Answer these questions in writing: 1. Where is the single biggest drop-off in your funnel? 2. What are two possible reasons for that drop-off? 3. What is one specific change you could make this week to test whether it improves that stage?


Exercise 22.3: Engagement Quality Analysis

Objective: Move beyond engagement rate to evaluate the quality of your community's engagement.

Instructions:

Choose the last 10 pieces of content you published on your primary platform.

Quantitative analysis:

Create a table with these columns: - Content title/description - Total reach - Engagement rate (%) - Saves (if trackable) - Share/retweet count - Comments count - Average comment word count (count words in your 5 most recent substantive comments) - Watch-to-end rate (for video)

Qualitative analysis:

For each piece of content, read the comments and classify the top 5 comments as: - (A) Community-building: sharing personal experience, responding to others, asking follow-up questions - (B) Conversion-signaling: asking where to buy, asking about a course, expressing intent to try something - (C) Entertainment response: "lol", "this is so true", emoji-only, hype responses - (D) Negative or critical

Synthesis questions:

  1. Which content piece had the highest engagement quality (high saves + substantive comments) regardless of raw engagement rate?
  2. What characteristics does your highest-quality-engagement content share?
  3. What is the ratio of A+B comments to C+D comments across your last 10 posts? Is this ratio improving or declining over time?

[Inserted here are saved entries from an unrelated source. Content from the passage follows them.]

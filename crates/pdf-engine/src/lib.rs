//! Document access for the annotator
//!
//! Opens PDF bytes, exposes page geometry, and writes annotations back into
//! a new copy of the document (see [`codec`]).

pub mod codec;
mod page;

pub use codec::{serialize, CodecError};
pub use page::{media_box, PageBox};

use lopdf::Document;
use std::collections::HashMap;
use std::fs;
use std::path::{Path, PathBuf};
use std::sync::Arc;

#[derive(Debug, Clone, Copy, PartialEq, Eq, Hash)]
pub struct DocumentHandle(u64);

impl DocumentHandle {
    pub fn raw(self) -> u64 {
        self.0
    }
}

#[derive(Debug, Clone, Copy, PartialEq)]
pub struct PageSize {
    pub width_pt: f32,
    pub height_pt: f32,
}

#[derive(Debug, Clone)]
pub enum OpenSource {
    Path(PathBuf),
    Bytes(Vec<u8>),
}

impl From<PathBuf> for OpenSource {
    fn from(value: PathBuf) -> Self {
        Self::Path(value)
    }
}

impl From<&Path> for OpenSource {
    fn from(value: &Path) -> Self {
        Self::Path(value.to_path_buf())
    }
}

impl From<Vec<u8>> for OpenSource {
    fn from(value: Vec<u8>) -> Self {
        Self::Bytes(value)
    }
}

#[derive(Debug, thiserror::Error)]
pub enum PdfEngineError {
    #[error("I/O error: {0}")]
    Io(#[from] std::io::Error),
    #[error("PDF parse error: {0}")]
    Parse(#[from] lopdf::Error),
    #[error("invalid handle {0}")]
    InvalidHandle(u64),
    #[error("page {page} out of range (page_count={page_count})")]
    PageOutOfRange { page: u32, page_count: u32 },
    #[error("encrypted PDFs are not supported")]
    EncryptedUnsupported,
    #[error("document has no pages")]
    NoPages,
}

pub trait PdfEngine {
    fn open(&mut self, source: OpenSource) -> Result<DocumentHandle, PdfEngineError>;
    fn page_count(&self, handle: DocumentHandle) -> Result<u32, PdfEngineError>;
    fn page_size(
        &self,
        handle: DocumentHandle,
        page_index: u32,
    ) -> Result<PageSize, PdfEngineError>;
    /// Original bytes of an open document, shared rather than copied
    fn document_bytes(&self, handle: DocumentHandle) -> Result<Arc<[u8]>, PdfEngineError>;
    fn close(&mut self, handle: DocumentHandle) -> Result<(), PdfEngineError>;
}

#[derive(Debug, Clone)]
struct DocumentRecord {
    bytes: Arc<[u8]>,
    page_boxes: Vec<PageBox>,
}

#[derive(Debug, Default)]
pub struct LopdfEngine {
    next_handle: u64,
    docs: HashMap<DocumentHandle, DocumentRecord>,
}

impl LopdfEngine {
    pub fn new() -> Self {
        Self::default()
    }

    fn parse_boxes(bytes: &[u8]) -> Result<Vec<PageBox>, PdfEngineError> {
        let doc = Document::load_mem(bytes)?;
        if doc.trailer.has(b"Encrypt") {
            return Err(PdfEngineError::EncryptedUnsupported);
        }

        let boxes: Vec<PageBox> =
            doc.get_pages().into_values().map(|page_id| media_box(&doc, page_id)).collect();

        if boxes.is_empty() {
            return Err(PdfEngineError::NoPages);
        }

        Ok(boxes)
    }

    fn record(&self, handle: DocumentHandle) -> Result<&DocumentRecord, PdfEngineError> {
        self.docs.get(&handle).ok_or(PdfEngineError::InvalidHandle(handle.raw()))
    }

    /// MediaBox of a page, origin included
    pub fn page_box(
        &self,
        handle: DocumentHandle,
        page_index: u32,
    ) -> Result<PageBox, PdfEngineError> {
        let record = self.record(handle)?;
        record.page_boxes.get(page_index as usize).copied().ok_or(PdfEngineError::PageOutOfRange {
            page: page_index,
            page_count: record.page_boxes.len() as u32,
        })
    }
}

impl PdfEngine for LopdfEngine {
    fn open(&mut self, source: OpenSource) -> Result<DocumentHandle, PdfEngineError> {
        let bytes = match source {
            OpenSource::Path(path) => fs::read(path)?,
            OpenSource::Bytes(bytes) => bytes,
        };

        let page_boxes = Self::parse_boxes(&bytes)?;

        self.next_handle += 1;
        let handle = DocumentHandle(self.next_handle);
        tracing::info!(handle = handle.raw(), pages = page_boxes.len(), "opened document");
        self.docs.insert(handle, DocumentRecord { bytes: Arc::from(bytes), page_boxes });

        Ok(handle)
    }

    fn page_count(&self, handle: DocumentHandle) -> Result<u32, PdfEngineError> {
        Ok(self.record(handle)?.page_boxes.len() as u32)
    }

    fn page_size(
        &self,
        handle: DocumentHandle,
        page_index: u32,
    ) -> Result<PageSize, PdfEngineError> {
        self.page_box(handle, page_index).map(|page_box| page_box.size())
    }

    fn document_bytes(&self, handle: DocumentHandle) -> Result<Arc<[u8]>, PdfEngineError> {
        Ok(Arc::clone(&self.record(handle)?.bytes))
    }

    fn close(&mut self, handle: DocumentHandle) -> Result<(), PdfEngineError> {
        self.docs.remove(&handle).map(|_| ()).ok_or(PdfEngineError::InvalidHandle(handle.raw()))
    }
}

#[cfg(test)]
pub(crate) mod fixtures {
    use lopdf::{dictionary, Document, Object, Stream};

    /// Build a document with one page per MediaBox. Boxes are attached to
    /// the page itself unless `inherit` is set, in which case the first box
    /// is placed on the Pages node only.
    pub fn pdf_with_pages(boxes: &[[f32; 4]], inherit: bool) -> Vec<u8> {
        build(boxes, inherit, b"BT /F1 12 Tf 72 720 Td (Hi) Tj ET\n", false)
    }

    /// Single letter page showing `text`
    pub fn letter_pdf_with_text(text: &str) -> Vec<u8> {
        let content = format!("BT /F1 12 Tf 72 720 Td ({text}) Tj ET\n");
        build(&[[0.0, 0.0, 612.0, 792.0]], false, content.as_bytes(), false)
    }

    /// Single letter page whose trailer declares standard security
    pub fn encrypted_letter_pdf() -> Vec<u8> {
        build(&[[0.0, 0.0, 612.0, 792.0]], false, b"", true)
    }

    fn build(boxes: &[[f32; 4]], inherit: bool, content: &[u8], encrypted: bool) -> Vec<u8> {
        let mut doc = Document::with_version("1.7");
        let pages_id = doc.new_object_id();

        let font_id = doc.add_object(dictionary! {
            "Type" => "Font",
            "Subtype" => "Type1",
            "BaseFont" => "Helvetica",
        });

        let mut kids = Vec::new();
        for media_box in boxes {
            let content_id = doc.add_object(Stream::new(dictionary! {}, content.to_vec()));
            let mut page = dictionary! {
                "Type" => "Page",
                "Parent" => Object::Reference(pages_id),
                "Contents" => Object::Reference(content_id),
            };
            if !inherit {
                let media_box: Vec<Object> = media_box.iter().map(|v| Object::Real(*v)).collect();
                page.set("MediaBox", media_box);
            }
            kids.push(Object::Reference(doc.add_object(page)));
        }

        let mut pages = dictionary! {
            "Type" => "Pages",
            "Count" => kids.len() as i64,
            "Kids" => kids,
            "Resources" => dictionary! {
                "Font" => dictionary! { "F1" => Object::Reference(font_id) },
            },
        };
        if inherit {
            if let Some(first) = boxes.first() {
                pages.set("MediaBox", first.iter().map(|v| Object::Real(*v)).collect::<Vec<_>>());
            }
        }
        doc.objects.insert(pages_id, Object::Dictionary(pages));

        let catalog_id = doc.add_object(dictionary! {
            "Type" => "Catalog",
            "Pages" => Object::Reference(pages_id),
        });
        doc.trailer.set("Root", Object::Reference(catalog_id));
        if encrypted {
            let encrypt_id = doc.add_object(dictionary! {
                "Filter" => "Standard",
                "V" => 1,
                "R" => 2,
                "O" => Object::string_literal(vec![0u8; 32]),
                "U" => Object::string_literal(vec![0u8; 32]),
                "P" => -4,
            });
            doc.trailer.set("Encrypt", Object::Reference(encrypt_id));
        }

        let mut buffer = Vec::new();
        doc.save_to(&mut buffer).expect("fixture should serialize");
        buffer
    }

    pub fn letter_pdf(pages: usize) -> Vec<u8> {
        pdf_with_pages(&vec![[0.0, 0.0, 612.0, 792.0]; pages], false)
    }
}

#[cfg(test)]
mod tests {
    use super::fixtures::{
        encrypted_letter_pdf, letter_pdf, letter_pdf_with_text, pdf_with_pages,
    };
    use super::*;

    #[test]
    fn opens_pdf_and_reads_page_count() {
        let mut engine = LopdfEngine::new();
        let handle = engine.open(OpenSource::Bytes(letter_pdf(3))).expect("open should succeed");

        assert_eq!(engine.page_count(handle).expect("count should succeed"), 3);
        assert_eq!(
            engine.page_size(handle, 0).expect("size should succeed"),
            PageSize { width_pt: 612.0, height_pt: 792.0 }
        );
    }

    #[test]
    fn media_box_is_inherited_from_page_tree() {
        let mut engine = LopdfEngine::new();
        let bytes = pdf_with_pages(&[[10.0, 20.0, 410.0, 620.0]], true);
        let handle = engine.open(OpenSource::Bytes(bytes)).expect("open should succeed");

        let page_box = engine.page_box(handle, 0).expect("box should resolve");
        assert_eq!(page_box, PageBox { x0: 10.0, y0: 20.0, width: 400.0, height: 600.0 });
    }

    #[test]
    fn page_out_of_range_is_reported() {
        let mut engine = LopdfEngine::new();
        let handle = engine.open(OpenSource::Bytes(letter_pdf(1))).expect("open should succeed");

        let err = engine.page_size(handle, 4).expect_err("page 4 should not exist");
        assert!(matches!(err, PdfEngineError::PageOutOfRange { page: 4, page_count: 1 }));
    }

    #[test]
    fn corrupt_bytes_fail_to_open() {
        let mut engine = LopdfEngine::new();
        let err = engine
            .open(OpenSource::Bytes(b"not a pdf at all".to_vec()))
            .expect_err("garbage should not parse");

        assert!(matches!(err, PdfEngineError::Parse(_)));
    }

    #[test]
    fn encrypted_documents_are_rejected() {
        let mut engine = LopdfEngine::new();
        let err = engine
            .open(OpenSource::Bytes(encrypted_letter_pdf()))
            .expect_err("should be rejected");
        assert!(matches!(err, PdfEngineError::EncryptedUnsupported));
    }

    #[test]
    fn encrypt_keyword_in_page_text_is_not_encryption() {
        let mut engine = LopdfEngine::new();
        let bytes = letter_pdf_with_text("see /Encrypt docs");

        let handle = engine.open(OpenSource::Bytes(bytes)).expect("plain document should open");
        assert_eq!(engine.page_count(handle).expect("count should succeed"), 1);
    }

    #[test]
    fn document_bytes_are_shared_until_close() {
        let original = letter_pdf(1);
        let mut engine = LopdfEngine::new();
        let handle = engine.open(OpenSource::Bytes(original.clone())).expect("open should succeed");

        assert_eq!(&*engine.document_bytes(handle).expect("bytes should exist"), &original[..]);

        engine.close(handle).expect("close should succeed");
        assert!(matches!(engine.page_count(handle), Err(PdfEngineError::InvalidHandle(_))));
    }

    #[test]
    fn invalid_handle_returns_error() {
        let engine = LopdfEngine::new();
        let err =
            engine.page_count(DocumentHandle(999)).expect_err("should fail for unknown handle");

        assert!(matches!(err, PdfEngineError::InvalidHandle(999)));
    }
}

Exercise 22.4: Build Your Creator Metrics Dashboard

Objective: Create a real, usable 10-metric tracking system you will maintain for the next four weeks.

Instructions:

Create a tracking document (Google Sheets, Notion, or equivalent) with the following structure:

Tab 1: Weekly Metrics

Set up columns for each week of the current month. Create rows for these 10 metrics, adapted to your specific platforms:

# Metric Week 1 Week 2 Week 3 Week 4 4-Week Trend
1 New email subscribers
2 Email list total (active)
3 Primary platform reach
4 Best post engagement rate
5 Revenue this week ($)
6 New paying customers
7 Bio link CTR
8 Email open rate (%)
9 [Platform-specific metric]
10 [Platform-specific metric]

Tab 2: Monthly Summary

Create a single-page monthly summary with: - Total monthly revenue (broken down by source) - Net email list growth rate (%) - Month-over-month comparison for each metric - A "health score" from 1–10: how many of your 10 metrics improved this month?

Commitment: Fill in your dashboard every Sunday for four consecutive weeks. At week four, write a 150-word summary of the most important pattern you discovered.


Exercise 22.5: Revenue Metric Deep Dive

Objective: Calculate and interpret your key revenue metrics with real numbers.

Part A: Calculate your current metrics

Using your actual business data (or estimated data if you're pre-revenue), calculate:

  1. If you have AdSense/ad revenue: RPM = Revenue ÷ (Total Views ÷ 1000). How does your RPM compare to the benchmarks for your niche in Chapter 22.6?

  2. If you have product sales: - AOV = Total product revenue ÷ Number of orders - If you don't have data yet: define your planned product and estimate AOV

  3. CLV estimate: - Average purchase value × estimated purchase frequency per year × estimated years a customer stays = CLV estimate - If pre-revenue: build this estimate for your planned business model

  4. MRR (if applicable): - Current MRR = Monthly subscription price × Number of active subscribers - MRR churn: How many subscribers canceled last month? What's your monthly churn rate?

Part B: The Revenue Mix Analysis

Draw a pie chart (or write a percentage breakdown) of your current or planned revenue mix: - Ad revenue / creator fund (%) - Brand partnerships (%) - Digital products — one-time (%) - Digital products — subscriptions (%) - Physical products (%) - Services / consulting (%) - Affiliate revenue (%)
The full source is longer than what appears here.